What is expected »
Repeat exactly, please, the opening lines of the data below, through and including the line where "(macrons, breves, any" sits.

Stored items:
• • • • •

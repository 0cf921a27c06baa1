pub mod fuzzy;
pub mod results;
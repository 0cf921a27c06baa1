use unicode_normalization::char::is_combining_mark;
use unicode_normalization::UnicodeNormalization;

/// Case-fold and strip combining diacritical marks (macrons, breves, any
/// precomposed accent) without touching word boundaries.
pub fn fold(s: &str) -> String {
    s.nfd()
        .filter(|&c| !is_combining_mark(c))
        .flat_map(char::to_lowercase)
        .collect()
}

/// Canonical form used for every comparison: headword keys at build time,
/// body tokens, and incoming queries. Removes hyphens, strips diacritics,
/// lowercases, and trims non-alphanumeric boundary characters.
///
/// Idempotent: `normalize(normalize(s)) == normalize(s)`.
pub fn normalize(s: &str) -> String {
    let unhyphenated: String = s.chars().filter(|&c| c != '-').collect();
    let folded = fold(&unhyphenated);
    folded
        .trim_matches(|c: char| !c.is_alphanumeric())
        .to_string()
}
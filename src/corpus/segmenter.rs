use regex::Regex;

/// Headword marker: the leading run of a line, stopping at whitespace or
/// the punctuation that introduces grammatical apparatus.
const HEADWORD_PATTERN: &str = r"^([^\s,;:(]+)";

/// Raw `(headword, body)` record as cut from the source text, before
/// normalization. `body` is the full entry text including the marker line.
#[derive(Debug, Clone, PartialEq, Eq)]
pub struct RawEntry {
    pub headword: String,
    pub body: String,
}

/// Splits the raw dictionary text into an ordered sequence of entries.
///
/// A new entry starts only at a line-initial marker: a line whose first
/// character is not whitespace and whose leading run matches the headword
/// pattern. Anything else (indented continuations, blank lines,
/// punctuation-led lines) is appended to the body of the most recent
/// entry, or dropped if no entry has started yet. Marker look-alikes in
/// the middle of a line never split an entry. Segmentation is never fatal.
pub struct EntrySegmenter {
    headword_re: Regex,
}

impl EntrySegmenter {
    pub fn new() -> Self {
        EntrySegmenter {
            headword_re: Regex::new(HEADWORD_PATTERN).expect("headword pattern is valid"),
        }
    }

    pub fn segment(&self, text: &str) -> Vec<RawEntry> {
        let mut entries: Vec<RawEntry> = Vec::new();

        for line in text.lines() {
            if let Some(caps) = self.headword_re.captures(line) {
                entries.push(RawEntry {
                    headword: caps[1].to_string(),
                    body: line.to_string(),
                });
            } else if let Some(current) = entries.last_mut() {
                current.body.push('\n');
                current.body.push_str(line);
            }
            // Front matter before the first marker is dropped.
        }

        entries
    }
}

impl Default for EntrySegmenter {
    fn default() -> Self {
        Self::new()
    }
}
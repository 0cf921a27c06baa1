use std::fmt;

#[derive(Debug, Clone, Copy, PartialEq, Eq)]
pub enum ErrorKind {
    Io,
    Parse,
    NotFound,
    EmptySource,
    InvalidState,
    Internal,
}

#[derive(Debug)]
pub struct Error {
    pub kind: ErrorKind,
    pub context: String,
}

impl Error {
    pub fn new(kind: ErrorKind, context: impl Into<String>) -> Self {
        Error {
            kind,
            context: context.into(),
        }
    }

    pub fn not_found(what: impl Into<String>) -> Self {
        Error::new(ErrorKind::NotFound, what)
    }
}

impl fmt::Display for Error {
    fn fmt(&self, f: &mut fmt::Formatter) -> fmt::Result {
        write!(f, "{:?}: {}", self.kind, self.context)
    }
}

impl std::error::Error for Error {}

impl From<std::io::Error> for Error {
    fn from(err: std::io::Error) -> Self {
        Error {
            kind: ErrorKind::Io,
            context: err.to_string(),
        }
    }
}

impl From<bincode::Error> for Error {
    fn from(err: bincode::Error) -> Self {
        Error {
            kind: ErrorKind::Parse,
            context: err.to_string(),
        }
    }
}

impl From<fst::Error> for Error {
    fn from(err: fst::Error) -> Self {
        Error {
            kind: ErrorKind::Internal,
            context: format!("FST error: {}", err),
        }
    }
}

pub type Result<T> = std::result::Result<T, Error>;
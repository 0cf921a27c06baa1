use rayon::prelude::*;
use std::collections::HashMap;

use crate::analysis::tokenizer::{LatinTokenizer, Tokenizer};
use crate::core::error::Result;
use crate::core::types::EntryId;
use crate::corpus::store::EntryStore;
use crate::index::fulltext::FullTextIndex;
use crate::index::headword::HeadwordIndex;

/// Builds the headword index and the full-text index from the complete
/// ordered entry set in one pass over the corpus.
///
/// Per-entry tokenization runs in parallel; the merge happens in entry-id
/// order so that rebuilding from identical source text always produces the
/// same index content.
pub struct IndexBuilder {
    tokenizer: Box<dyn Tokenizer>,
}

impl IndexBuilder {
    pub fn new() -> Self {
        IndexBuilder {
            tokenizer: Box::new(LatinTokenizer::default()),
        }
    }

    pub fn with_tokenizer(tokenizer: Box<dyn Tokenizer>) -> Self {
        IndexBuilder { tokenizer }
    }

    pub fn build(&self, store: &EntryStore) -> Result<(HeadwordIndex, FullTextIndex)> {
        let mut headwords = HeadwordIndex::default();
        for entry in store.iter() {
            headwords.insert(entry.normalized_headword.clone(), entry.id);
        }
        headwords.build_fst()?;

        // Tokenize bodies in parallel; par_iter + collect keeps id order.
        let counted: Vec<(EntryId, Vec<(String, u32)>)> = store
            .entries()
            .par_iter()
            .map(|entry| (entry.id, self.count_tokens(&entry.body)))
            .collect();

        let mut fulltext = FullTextIndex::default();
        for (entry_id, counts) in counted {
            for (token, count) in counts {
                fulltext.add(token, entry_id, count);
            }
        }

        log::info!(
            "built index: {} headwords, {} distinct tokens, {} token occurrences",
            headwords.len(),
            fulltext.term_count(),
            fulltext.total_tokens()
        );

        Ok((headwords, fulltext))
    }

    fn count_tokens(&self, body: &str) -> Vec<(String, u32)> {
        let mut counts: HashMap<String, u32> = HashMap::new();
        for token in self.tokenizer.tokenize(body) {
            *counts.entry(token.text).or_insert(0) += 1;
        }

        // Sorted so the posting append order never depends on hash state.
        let mut counts: Vec<(String, u32)> = counts.into_iter().collect();
        counts.sort_by(|a, b| a.0.cmp(&b.0));
        counts
    }
}

impl Default for IndexBuilder {
    fn default() -> Self {
        Self::new()
    }
}
use serde::{Deserialize, Serialize};

use crate::analysis::normalize::normalize;
use crate::core::types::{Entry, EntryId};
use crate::corpus::segmenter::RawEntry;

/// Immutable, id-addressed storage for all entries of one build.
/// Ids are dense and assigned in source order; they are the join key
/// between the headword index, the full-text index, and this store.
#[derive(Debug, Clone, Default, Serialize, Deserialize)]
pub struct EntryStore {
    entries: Vec<Entry>,
}

impl EntryStore {
    pub fn from_raw(raw: Vec<RawEntry>) -> Self {
        let entries = raw
            .into_iter()
            .enumerate()
            .map(|(i, r)| {
                let normalized = normalize(&r.headword);
                Entry::new(EntryId(i as u32), r.headword, normalized, r.body)
            })
            .collect();

        EntryStore { entries }
    }

    pub fn get(&self, id: EntryId) -> Option<&Entry> {
        self.entries.get(id.0 as usize)
    }

    pub fn iter(&self) -> impl Iterator<Item = &Entry> {
        self.entries.iter()
    }

    pub fn entries(&self) -> &[Entry] {
        &self.entries
    }

    pub fn len(&self) -> usize {
        self.entries.len()
    }

    pub fn is_empty(&self) -> bool {
        self.entries.is_empty()
    }
}
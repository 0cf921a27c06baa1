pub mod cache;
pub mod fingerprint;
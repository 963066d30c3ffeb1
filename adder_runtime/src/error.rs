//! Runtime errors.
//!
//! Kernel failures pass through untouched; everything else here comes
//! from the console, the filesystem, or a report that fails verification.

use std::io;

use adder_kernel::AdderError;
use thiserror::Error;

pub type RuntimeResult<T> = Result<T, RuntimeError>;

/// All possible runtime failures.
#[derive(Debug, Error)]
pub enum RuntimeError {
    /// Operand rejected by the kernel codec.
    #[error(transparent)]
    Adder(#[from] AdderError),

    /// Console or file I/O failed.
    #[error("IoError: {0}")]
    Io(#[from] io::Error),

    /// Input ended before an operand was read.
    #[error("InputClosed: no value entered for {0}")]
    InputClosed(String),

    /// Bounds or mode that the kernel cannot honour.
    #[error("ConfigError: {0}")]
    Config(String),

    /// JSON serialization failed.
    #[error("SerializationError: {0}")]
    Serialization(String),

    /// JSON deserialization failed (malformed, missing or unknown fields).
    #[error("DeserializationError: {0}")]
    Deserialization(String),

    /// Report was produced by a different kernel version.
    #[error("KernelVersionMismatch: report has {found}, kernel is {expected}")]
    KernelVersion { found: u32, expected: u32 },

    /// Stored digest does not match the recomputed one.
    #[error("DigestMismatch: stored {stored}, recomputed {recomputed}")]
    DigestMismatch { stored: String, recomputed: String },

    /// Replay matched the digest but not a field the digest leaves out.
    #[error("ResultMismatch: stored result differs from replay in {0}")]
    ResultMismatch(String),

    /// Two runs over the same operands disagreed.
    #[error("DeterminismFailure: run 1 {first}, run 2 {second}")]
    Determinism { first: String, second: String },
}
//! Adder Kernel v1: Errors
//!
//! Only the codec boundary can fail. Everything downstream of a
//! validated operand is total.

use thiserror::Error;

pub type AdderResult<T> = Result<T, AdderError>;

/// Failures surfaced to the caller of an addition.
#[derive(Debug, Error, Clone, PartialEq, Eq)]
pub enum AdderError {
    /// Text is not a base-10 integer.
    #[error("ParseError: {input:?} is not a base-10 integer")]
    Parse { input: String },

    /// Numeral outside the configured inclusive range.
    #[error("RangeError: {value} is outside the supported range {min} - {max}")]
    Range { value: String, min: i64, max: i64 },
}

impl AdderError {
    pub fn is_parse(&self) -> bool {
        matches!(self, AdderError::Parse { .. })
    }

    pub fn is_range(&self) -> bool {
        matches!(self, AdderError::Range { .. })
    }
}

/// A character other than `0` or `1` in a textual bit sequence.
#[derive(Debug, Error, Clone, Copy, PartialEq, Eq)]
#[error("invalid bit character {0:?}: expected '0' or '1'")]
pub struct InvalidBitError(pub char);

#[cfg(test)]
mod tests {
    use super::*;

    #[test]
    fn test_error_display() {
        let err = AdderError::Parse { input: "abc".into() };
        assert!(err.to_string().starts_with("ParseError"));
        assert!(err.is_parse());

        let err = AdderError::Range { value: "-1".into(), min: 0, max: 7 };
        assert_eq!(
            err.to_string(),
            "RangeError: -1 is outside the supported range 0 - 7"
        );
        assert!(err.is_range());
    }
}
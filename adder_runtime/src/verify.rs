//! Verification: determinism checks, report re-verification, and a
//! cross-check of the simulated sum against native integer arithmetic.

use adder_kernel::hashing::canonical_hash;
use adder_kernel::{Adder, AdditionResult, Mode, KERNEL_VERSION};
use tracing::{debug, warn};

use crate::config::validate_config;
use crate::error::{RuntimeError, RuntimeResult};
use crate::report::Report;

/// Run the same addition twice and require identical canonical hashes.
/// Returns the hash.
pub fn verify_determinism(adder: &Adder, x: i64, y: i64) -> RuntimeResult<String> {
    let first = canonical_hash(&adder.add(x, y)?);
    let second = canonical_hash(&adder.add(x, y)?);
    if first != second {
        return Err(RuntimeError::Determinism { first, second });
    }
    Ok(first)
}

/// Check a report against the running kernel:
///   1. Kernel version must match
///   2. Stored configuration must be valid
///   3. Stored digest must match the stored result
///   4. Re-running the stored operands must reproduce the digest
///   5. The replayed result must equal the stored one field for field,
///      covering the sign and full-adder steps the digest leaves out
pub fn verify_report(report: &Report) -> RuntimeResult<()> {
    if report.kernel_version != KERNEL_VERSION {
        return Err(RuntimeError::KernelVersion {
            found: report.kernel_version,
            expected: KERNEL_VERSION,
        });
    }
    validate_config(&report.config)?;

    let stored = canonical_hash(&report.result);
    if stored != report.digest {
        warn!(stored = %report.digest, computed = %stored, "report result does not match its digest");
        return Err(RuntimeError::DigestMismatch {
            stored: report.digest.clone(),
            recomputed: stored,
        });
    }

    let [x, y] = [report.result.operands[0].value, report.result.operands[1].value];
    let replayed = Adder::new(report.config).add(x, y)?;
    let recomputed = canonical_hash(&replayed);
    if recomputed != report.digest {
        warn!(stored = %report.digest, recomputed = %recomputed, "replay diverged from report");
        return Err(RuntimeError::DigestMismatch {
            stored: report.digest.clone(),
            recomputed,
        });
    }
    if let Some(field) = first_difference(&report.result, &replayed) {
        warn!(field, "stored result differs from replay");
        return Err(RuntimeError::ResultMismatch(field.to_string()));
    }
    debug!(digest = %recomputed, "report verified");
    Ok(())
}

fn first_difference(stored: &AdditionResult, replayed: &AdditionResult) -> Option<&'static str> {
    if stored == replayed {
        None
    } else if stored.sign != replayed.sign {
        Some("sign")
    } else if stored.steps != replayed.steps {
        Some("steps")
    } else {
        Some("result")
    }
}

/// Simulated sum next to the sum computed by the host.
#[derive(Debug, Clone, PartialEq, Eq)]
pub struct NativeCheck {
    pub simulated: i64,
    /// Host sum, wrapped to the operand width in signed mode.
    pub native: i64,
    /// Mathematically exact sum.
    pub exact: i128,
    pub matches: bool,
}

/// Compare a result with native arithmetic at the same width.
pub fn compare_with_native(result: &AdditionResult) -> NativeCheck {
    let [x, y] = [result.operands[0].value, result.operands[1].value];
    let exact = i128::from(x) + i128::from(y);
    let native = match result.mode {
        Mode::Unsigned => exact as i64,
        Mode::Signed => wrap_to_width(exact, result.width),
    };
    NativeCheck {
        simulated: result.value,
        native,
        exact,
        matches: result.value == native,
    }
}

/// Two's-complement wrap of `value` into `width` bits.
fn wrap_to_width(value: i128, width: usize) -> i64 {
    if width == 0 || width >= 127 {
        return value as i64;
    }
    let modulus = 1i128 << width;
    let mut wrapped = value.rem_euclid(modulus);
    if wrapped >= modulus >> 1 {
        wrapped -= modulus;
    }
    wrapped as i64
}

#[cfg(test)]
mod tests {
    use super::*;
    use crate::report::build_report;
    use adder_kernel::{AdderConfig, Bit};

    #[test]
    fn test_determinism_returns_hash() {
        let adder = Adder::new(AdderConfig::signed());
        let hash = verify_determinism(&adder, -5, -3).unwrap();
        assert_eq!(hash.len(), 64);
    }

    #[test]
    fn test_verify_report_accepts_genuine() {
        let adder = Adder::default();
        let report = build_report(&adder, adder.add(1000, 24).unwrap());
        verify_report(&report).unwrap();
    }

    #[test]
    fn test_verify_report_rejects_forged_result() {
        let adder = Adder::default();
        let mut report = build_report(&adder, adder.add(1, 2).unwrap());
        // Forge a consistent result for different operands.
        report.result = adder.add(1, 3).unwrap();
        report.result.operands[1].value = 2;
        report.digest = canonical_hash(&report.result);
        assert!(matches!(
            verify_report(&report),
            Err(RuntimeError::DigestMismatch { .. })
        ));
    }

    #[test]
    fn test_verify_report_rejects_edited_steps() {
        let adder = Adder::new(AdderConfig::signed());
        let mut report = build_report(&adder, adder.add(-5, -3).unwrap());
        report.result.steps.clear();
        assert_eq!(canonical_hash(&report.result), report.digest);
        assert!(matches!(
            verify_report(&report),
            Err(RuntimeError::ResultMismatch(ref field)) if field == "steps"
        ));
    }

    #[test]
    fn test_verify_report_rejects_edited_sign() {
        let adder = Adder::new(AdderConfig::signed());
        let mut report = build_report(&adder, adder.add(-5, -3).unwrap());
        report.result.sign = Some(Bit::Zero);
        assert!(matches!(
            verify_report(&report),
            Err(RuntimeError::ResultMismatch(ref field)) if field == "sign"
        ));
    }

    #[test]
    fn test_verify_report_rejects_other_kernel() {
        let adder = Adder::default();
        let mut report = build_report(&adder, adder.add(1, 2).unwrap());
        report.kernel_version = 2;
        assert!(matches!(
            verify_report(&report),
            Err(RuntimeError::KernelVersion { found: 2, expected: 1 })
        ));
    }

    #[test]
    fn test_native_check_exact() {
        let result = Adder::default().add(12345678, 87654321).unwrap();
        let check = compare_with_native(&result);
        assert!(check.matches);
        assert_eq!(check.native, 99999999);
    }

    #[test]
    fn test_native_check_wrapped() {
        let result = Adder::new(AdderConfig::signed()).add(5, 3).unwrap();
        let check = compare_with_native(&result);
        assert!(check.matches);
        assert_eq!(check.native, -8);
        assert_eq!(check.exact, 8);
    }

    #[test]
    fn test_wrap_to_width() {
        assert_eq!(wrap_to_width(8, 4), -8);
        assert_eq!(wrap_to_width(7, 4), 7);
        assert_eq!(wrap_to_width(-9, 4), 7);
    }
}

• • • • •

Answer section »
repository 0cf921a27c06baa1
pub mod fuzzy;
pub mod results;
repository 0cf921a27c06baa1
use unicode_normalization::char::is_combining_mark;
use unicode_normalization::UnicodeNormalization;

/// Case-fold and strip combining diacritical marks (macrons, breves, any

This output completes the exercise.